Thanks! That makes sense. My Dexcom G4 has been super accurate and I use the Freestyle in my Omnipod PDM.

I am sure its all about dollars and cents. They probably have a patent on that tech and others have patents on their own. As usual the patient/enduser loses.

Mine too, much more accurate than my 7+

I am not sure your logic is completely correct for comparing the calibration of the Dexcom with the calibration of another instrument.
That is like comparing apples to oranges.
You are taking measurements from any Blood Sugar meter and then inputing that data into the Dexcom. The Dexcom doesn't measure blood sugar. The dexcom only measures the change in the interstial fluid. It does not measure the blood sugar.
So if you insert a blood sugar reading, then it calibrates to that reading you insert. It has nothing to do with the actual blood sugar. You could for example, enter in a blood sugar always 50 points higher than any reading on a blood sugar meter, and then your Dexcom will constantly read a number 50 points higher.

The Blood Sugar meter you purchase in the store, to be accurate should be sent back to Yellow Springs every 12 months to make sure it is calibrated, and when it is suppose to be measuring 1volt, it is getting 1 Volt, +/- 0.2Volts, remember the accuracy from the ADA for Blood Sugar meters is +/- 20%. So every Blood Sugar meter in true honesty is just a guess.

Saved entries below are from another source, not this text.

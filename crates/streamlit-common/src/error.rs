//! 错误处理模块
//!
//! 该模块定义 StreamlitApp 规范校验与命名约定检查的错误类型。
//! 这两类错误都是永久性的：必须修正规范或由管理员介入，控制器不会自动重试。

use std::fmt;
use thiserror::Error;

/// 字段违规类型
#[derive(Debug, Clone, PartialEq, Eq)]
pub enum ViolationKind {
    /// 缺少必填字段
    Missing,
    /// 类型不匹配
    WrongType {
        /// 期望的类型描述
        expected: &'static str,
    },
    /// 取值超出允许范围
    OutOfRange(String),
    /// 未知字段
    Unknown,
    /// 资源片段无法解析
    Malformed(String),
}

impl fmt::Display for ViolationKind {
    fn fmt(&self, f: &mut fmt::Formatter<'_>) -> fmt::Result {
        match self {
            ViolationKind::Missing => write!(f, "缺少必填字段"),
            ViolationKind::WrongType { expected } => write!(f, "类型错误，期望 {}", expected),
            ViolationKind::OutOfRange(reason) => write!(f, "取值无效: {}", reason),
            ViolationKind::Unknown => write!(f, "未知字段"),
            ViolationKind::Malformed(reason) => write!(f, "片段格式错误: {}", reason),
        }
    }
}

/// 单个字段的违规记录
#[derive(Debug, Clone, PartialEq, Eq)]
pub struct FieldViolation {
    /// 字段路径，例如 `repo`、`ingress.annotations`、`additionalEnv[1]`
    pub field: String,
    /// 违规类型
    pub kind: ViolationKind,
}

impl FieldViolation {
    pub fn new(field: impl Into<String>, kind: ViolationKind) -> Self {
        Self {
            field: field.into(),
            kind,
        }
    }
}

impl fmt::Display for FieldViolation {
    fn fmt(&self, f: &mut fmt::Formatter<'_>) -> fmt::Result {
        write!(f, "{}: {}", self.field, self.kind)
    }
}

/// 规范校验错误，包含全部违规字段
#[derive(Error, Debug, Clone, PartialEq, Eq)]
#[error("规范校验失败: {}", render_violations(.violations))]
pub struct SpecValidationError {
    /// 违规字段列表，按发现顺序排列
    pub violations: Vec<FieldViolation>,
}

impl SpecValidationError {
    /// 只包含一个违规字段的错误
    pub fn single(field: impl Into<String>, kind: ViolationKind) -> Self {
        Self {
            violations: vec![FieldViolation::new(field, kind)],
        }
    }

    /// 是否包含指定字段的违规
    pub fn has_field(&self, field: &str) -> bool {
        self.violations.iter().any(|v| v.field == field)
    }

    /// 指定字段的违规类型
    pub fn kind_of(&self, field: &str) -> Option<&ViolationKind> {
        self.violations
            .iter()
            .find(|v| v.field == field)
            .map(|v| &v.kind)
    }
}

fn render_violations(violations: &[FieldViolation]) -> String {
    violations
        .iter()
        .map(ToString::to_string)
        .collect::<Vec<_>>()
        .join("; ")
}

/// 命名约定被破坏
///
/// status 中记录的子资源名称与当前命名方案推导出的名称不一致，
/// 说明子资源在控制器之外被修改，或者命名配置在资源生命周期中发生了变化。
#[derive(Error, Debug, Clone, PartialEq, Eq)]
#[error("命名约定不一致: status 中记录的 {field} 为 {recorded:?}，当前推导结果为 {expected:?}")]
pub struct NamingInvariantViolation {
    /// status 中的字段名
    pub field: &'static str,
    /// status 中记录的值
    pub recorded: String,
    /// 当前推导出的值
    pub expected: String,
}
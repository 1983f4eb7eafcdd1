//! Streamlit Operator Common - 跨模块共享的领域模型
//!
//! 该模块提供 StreamlitApp 规范的校验与默认值填充、子资源命名推导、
//! 深度合并工具以及统一的校验错误类型。这里的函数都不访问集群。

pub mod error;
pub mod fragment;
pub mod merge;
pub mod models;

/// 重新导出常用类型，方便使用
pub use error::{FieldViolation, NamingInvariantViolation, SpecValidationError, ViolationKind};
pub use fragment::{decode_fragment, fragment_mismatch};
pub use merge::deep_merge;
pub use models::identity::*;
pub use models::spec::*;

Yes, they are probably in the accuracy of 5-8% most of the time. But if your battery is on the edge, and the humidity is on the edge, and the temperature of the room is at the edge and all of the other factors are at the edge, you blood sugar meter,no matter which one you use, is going to be giving you a bad reading.

That is why the Dexcom is best at seeing trends not actual blood sugars

Hey JM,

Just came across this thread and your post, as I've been unhappy with the accuracy of my OneTouch meters and have been researching possible alternatives.

You mentioned sending meters to Yellow Springs to make sure it's calibrated, which I've never heard of before; so you definitely piqued my interest! Can you please elaborate on this a bit? I did a decent amount of research but wasn't able to find anything more about how that works (e.g. where to send the meters to, how much it costs, whether they actually calibrate the meter or just check if it's already calibrated, etc.)

If anyone else is familiar with this as well, please jump in!


Mark - same here. I have been using the One Touch Verio Sync for a while and I haven't been happy with the overall accuracy (seems to run about (15-20% higher) so I just picked up the Freestyle Precision Neo. Will let you know how it goes after using for a little while.

Thanks Mike. I'm following Jake's post about the Neo, so feel free to post your results there and I'll see them

Curious, what made you go with the Neo and not the FreeStyle Freedom Lite, which Dr. Bernstein and many people on here recommend?

BTW, you posting a response is almost akin to a celebrity retweeting my tweet :)

LOL thanks Mark.

Honestly, no real reason to choose one over the other. Both Abbott meters so I figured I would give the Neo a try.